**Required action**
Give the number of lines in the data that hold the word "certificate", and nothing else.
··· Data ···
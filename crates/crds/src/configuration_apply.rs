//! ConfigurationApply CRD
//!
//! Pushes a machine configuration document to a Talos node over the machine
//! API and re-applies it when the desired document changes.

use chrono::{DateTime, Utc};
use kube::CustomResource;
use schemars::JsonSchema;
use serde::{Deserialize, Serialize};

use crate::common::{CredentialSource, ManagedResourceSpec, ManagedSpec, ManagedStatus, ResourceStatus};
use crate::references::ResourceReference;

/// ConfigurationApplySpec defines which document goes to which node
#[derive(CustomResource, Debug, Clone, Serialize, Deserialize, JsonSchema, Default)]
#[kube(
    group = "talos.microscaler.io",
    version = "v1alpha1",
    kind = "ConfigurationApply",
    status = "ConfigurationApplyStatus",
    category = "talos",
    printcolumn = r#"{"name":"READY","type":"string","jsonPath":".status.conditions[?(@.type=='Ready')].status"}"#,
    printcolumn = r#"{"name":"SYNCED","type":"string","jsonPath":".status.conditions[?(@.type=='Synced')].status"}"#,
    printcolumn = r#"{"name":"NODE","type":"string","jsonPath":".spec.node"}"#
)]
#[serde(rename_all = "camelCase")]
pub struct ConfigurationApplySpec {
    /// Target node address
    pub node: String,

    /// Endpoint to dial instead of the node (the node is then addressed via metadata)
    #[serde(default, skip_serializing_if = "Option::is_none")]
    pub endpoint: Option<String>,

    /// How the machine applies the document (default `no_reboot`)
    #[serde(default, skip_serializing_if = "Option::is_none")]
    pub apply_mode: Option<ApplyMode>,

    /// Configuration record whose rendered document is applied
    #[serde(default, skip_serializing_if = "Option::is_none")]
    pub configuration_ref: Option<ResourceReference>,

    /// Raw machine configuration document
    #[serde(default, skip_serializing_if = "Option::is_none")]
    pub machine_configuration_input: Option<String>,

    /// Structured machine configuration, serialized to YAML before applying
    #[serde(default, skip_serializing_if = "Option::is_none")]
    pub machine_configuration: Option<MachineConfigurationSpec>,

    /// YAML patches merged onto the document before applying
    #[serde(default, skip_serializing_if = "Vec::is_empty")]
    pub config_patches: Vec<String>,

    /// Remote reset issued when the record is deleted
    #[serde(default, skip_serializing_if = "Option::is_none")]
    pub on_destroy: Option<OnDestroy>,

    /// Credentials for the machine API
    #[serde(flatten)]
    pub credentials: CredentialSource,

    /// Deletion policy and connection secret target
    #[serde(flatten)]
    pub managed: ManagedResourceSpec,
}

/// Apply mode understood by the machine API
#[derive(Debug, Clone, Copy, Serialize, Deserialize, JsonSchema, Default, PartialEq, Eq)]
#[serde(rename_all = "snake_case")]
pub enum ApplyMode {
    /// Let the machine decide whether a reboot is required
    Auto,
    /// Apply and reboot
    Reboot,
    /// Apply without rebooting
    #[default]
    NoReboot,
    /// Stage for the next reboot
    Staged,
    /// Apply and roll back automatically after a timeout
    Try,
}

/// Reset behaviour on delete
#[derive(Debug, Clone, Serialize, Deserialize, JsonSchema, Default, PartialEq, Eq)]
#[serde(rename_all = "camelCase")]
pub struct OnDestroy {
    /// Issue a reset at all
    #[serde(default)]
    pub reset: bool,

    /// Leave etcd gracefully before resetting
    #[serde(default = "default_true")]
    pub graceful: bool,

    /// Reboot instead of powering off
    #[serde(default)]
    pub reboot: bool,
}

fn default_true() -> bool {
    true
}

/// Structured Talos machine configuration
#[derive(Debug, Clone, Serialize, Deserialize, JsonSchema, Default, PartialEq, Eq)]
#[serde(rename_all = "camelCase")]
pub struct MachineConfigurationSpec {
    /// Document version, e.g. `v1alpha1`
    pub version: String,

    /// Machine section
    pub machine: MachineSpec,

    /// Cluster section
    pub cluster: ClusterSpec,
}

/// Machine section of a structured configuration
#[derive(Debug, Clone, Serialize, Deserialize, JsonSchema, Default, PartialEq, Eq)]
#[serde(rename_all = "camelCase")]
pub struct MachineSpec {
    /// Machine role (`controlplane` or `worker`)
    #[serde(rename = "type")]
    pub type_: String,

    /// Machine token
    pub token: String,

    /// Install target
    pub install: InstallSpec,

    /// Kubelet settings
    #[serde(default, skip_serializing_if = "Option::is_none")]
    pub kubelet: Option<KubeletSpec>,

    /// Feature flags
    #[serde(default, skip_serializing_if = "Option::is_none")]
    pub features: Option<FeaturesSpec>,

    /// OS certificate authority
    #[serde(default, skip_serializing_if = "Option::is_none")]
    pub ca: Option<CaSpec>,
}

/// Cluster section of a structured configuration
#[derive(Debug, Clone, Serialize, Deserialize, JsonSchema, Default, PartialEq, Eq)]
#[serde(rename_all = "camelCase")]
pub struct ClusterSpec {
    /// Cluster identifier
    pub id: String,

    /// Cluster shared secret
    pub secret: String,

    /// Cluster name
    pub cluster_name: String,

    /// Control plane settings
    pub control_plane: ControlPlaneSpec,

    /// Cluster networking
    #[serde(default)]
    pub network: ClusterNetworkSpec,

    /// Bootstrap token
    pub token: String,
}

/// Install target
#[derive(Debug, Clone, Serialize, Deserialize, JsonSchema, Default, PartialEq, Eq)]
#[serde(rename_all = "camelCase")]
pub struct InstallSpec {
    /// Disk to install onto
    pub disk: String,

    /// Installer image
    pub image: String,

    /// Wipe the disk first
    #[serde(default, skip_serializing_if = "Option::is_none")]
    pub wipe: Option<bool>,
}

/// Control plane settings
#[derive(Debug, Clone, Serialize, Deserialize, JsonSchema, Default, PartialEq, Eq)]
#[serde(rename_all = "camelCase")]
pub struct ControlPlaneSpec {
    /// Control plane endpoint URL
    pub endpoint: String,
}

/// Cluster networking
#[derive(Debug, Clone, Serialize, Deserialize, JsonSchema, Default, PartialEq, Eq)]
#[serde(rename_all = "camelCase")]
pub struct ClusterNetworkSpec {
    /// Cluster DNS domain
    #[serde(default, skip_serializing_if = "Option::is_none")]
    pub dns_domain: Option<String>,

    /// Pod CIDRs
    #[serde(default, skip_serializing_if = "Vec::is_empty")]
    pub pod_subnets: Vec<String>,

    /// Service CIDRs
    #[serde(default, skip_serializing_if = "Vec::is_empty")]
    pub service_subnets: Vec<String>,
}

/// Kubelet settings
#[derive(Debug, Clone, Serialize, Deserialize, JsonSchema, Default, PartialEq, Eq)]
#[serde(rename_all = "camelCase")]
pub struct KubeletSpec {
    /// Kubelet image
    #[serde(default, skip_serializing_if = "Option::is_none")]
    pub image: Option<String>,
}

/// Feature flags
#[derive(Debug, Clone, Serialize, Deserialize, JsonSchema, Default, PartialEq, Eq)]
#[serde(rename_all = "camelCase")]
pub struct FeaturesSpec {
    /// Enable RBAC on the machine API
    #[serde(default, skip_serializing_if = "Option::is_none")]
    pub rbac: Option<bool>,
}

/// PEM certificate and key pair
#[derive(Debug, Clone, Serialize, Deserialize, JsonSchema, Default, PartialEq, Eq)]
#[serde(rename_all = "camelCase")]
pub struct CaSpec {
    /// PEM certificate
    pub crt: String,

    /// PEM private key
    pub key: String,
}

/// ConfigurationApplyStatus records the last successful apply
#[derive(Debug, Clone, Serialize, Deserialize, JsonSchema, Default, PartialEq, Eq)]
#[serde(rename_all = "camelCase")]
pub struct ConfigurationApplyStatus {
    /// A document has been applied to the node
    #[serde(default)]
    pub applied: bool,

    /// When the last apply succeeded
    #[serde(default, skip_serializing_if = "Option::is_none")]
    pub last_applied_time: Option<DateTime<Utc>>,

    /// SHA-256 of the last applied document
    #[serde(default, skip_serializing_if = "Option::is_none")]
    pub applied_configuration_hash: Option<String>,

    /// Conditions and observed generation
    #[serde(flatten)]
    pub resource: ResourceStatus,
}

impl ManagedSpec for ConfigurationApplySpec {
    fn managed(&self) -> &ManagedResourceSpec {
        &self.managed
    }
}

impl ManagedStatus for ConfigurationApplyStatus {
    fn resource(&self) -> &ResourceStatus {
        &self.resource
    }
    fn resource_mut(&mut self) -> &mut ResourceStatus {
        &mut self.resource
    }
}
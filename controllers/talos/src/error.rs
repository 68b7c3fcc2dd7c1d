//! Controller-specific error types.
//!
//! Every error a stage can raise ends up as the message of the record's
//! `Synced` condition, so remote failures carry the stage and node they
//! happened on.

use kube::Error as KubeError;
use talos_client::TalosError;
use thiserror::Error;

/// Errors that can occur in the Talos provisioning controller.
#[derive(Debug, Error)]
pub enum ControllerError {
    /// Kubernetes API error
    #[error("Kubernetes error: {0}")]
    Kube(#[from] KubeError),

    /// Credential material is missing or malformed
    #[error("Credential error: {0}")]
    Credential(String),

    /// An upstream record has not produced its artifact yet
    #[error("Dependency not ready: {0}")]
    DependencyNotReady(String),

    /// A configuration document still carries unfilled placeholder content
    #[error("Placeholder input: {0}")]
    PlaceholderInput(String),

    /// Applying a configuration to a node failed
    #[error("configuration apply on node {node} failed: {source}")]
    RemoteApply {
        /// Target node
        node: String,
        /// Underlying RPC error
        source: TalosError,
    },

    /// Bootstrapping a node failed
    #[error("bootstrap on node {node} failed: {source}")]
    RemoteBootstrap {
        /// Target node
        node: String,
        /// Underlying RPC error
        source: TalosError,
    },

    /// Retrieving the kubeconfig from a node failed
    #[error("kubeconfig retrieval from node {node} failed: {source}")]
    RemoteKubeconfig {
        /// Target node
        node: String,
        /// Underlying RPC error
        source: TalosError,
    },

    /// Resetting a node on delete failed
    #[error("reset of node {node} failed: {source}")]
    RemoteReset {
        /// Target node
        node: String,
        /// Underlying RPC error
        source: TalosError,
    },

    /// Attempted mutation of an immutable record
    #[error("Conflict: {0}")]
    Conflict(String),

    /// Rendering a machine configuration failed
    #[error("Render failed: {0}")]
    Render(String),

    /// Generating PKI material failed
    #[error("PKI generation failed: {0}")]
    Pki(String),

    /// JSON (de)serialization error
    #[error("JSON error: {0}")]
    Json(#[from] serde_json::Error),

    /// YAML (de)serialization error
    #[error("YAML error: {0}")]
    Yaml(#[from] serde_yaml::Error),

    /// Adding or removing the finalizer failed
    #[error("Finalizer error: {0}")]
    Finalizer(String),

    /// A reconciliation pass exceeded its deadline
    #[error("Reconciliation timed out after {0:?}")]
    Timeout(std::time::Duration),

    /// Invalid configuration
    #[error("Invalid configuration: {0}")]
    InvalidConfig(String),

    /// Resource watch failed
    #[error("Resource watch failed: {0}")]
    Watch(String),
}

impl ControllerError {
    /// Waiting on an upstream record; retried on the next poll without
    /// escalating backoff
    pub fn is_dependency_wait(&self) -> bool {
        matches!(self, Self::DependencyNotReady(_) | Self::PlaceholderInput(_))
    }

    /// Requires operator intervention; retrying without a spec change
    /// cannot succeed
    pub fn is_fatal(&self) -> bool {
        match self {
            Self::Credential(_) | Self::Conflict(_) | Self::InvalidConfig(_) => true,
            Self::RemoteApply { source, .. }
            | Self::RemoteBootstrap { source, .. }
            | Self::RemoteKubeconfig { source, .. }
            | Self::RemoteReset { source, .. } => !source.is_retryable(),
            _ => false,
        }
    }

    /// Short label used for metrics
    pub fn reason(&self) -> &'static str {
        match self {
            Self::Kube(_) => "kube",
            Self::Credential(_) => "credential",
            Self::DependencyNotReady(_) => "dependency_not_ready",
            Self::PlaceholderInput(_) => "placeholder_input",
            Self::RemoteApply { .. } => "remote_apply",
            Self::RemoteBootstrap { .. } => "remote_bootstrap",
            Self::RemoteKubeconfig { .. } => "remote_kubeconfig",
            Self::RemoteReset { .. } => "remote_reset",
            Self::Conflict(_) => "conflict",
            Self::Render(_) => "render",
            Self::Pki(_) => "pki",
            Self::Json(_) | Self::Yaml(_) => "serialization",
            Self::Finalizer(_) => "finalizer",
            Self::Timeout(_) => "timeout",
            Self::InvalidConfig(_) => "invalid_config",
            Self::Watch(_) => "watch",
        }
    }
}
···
**Final answer**
3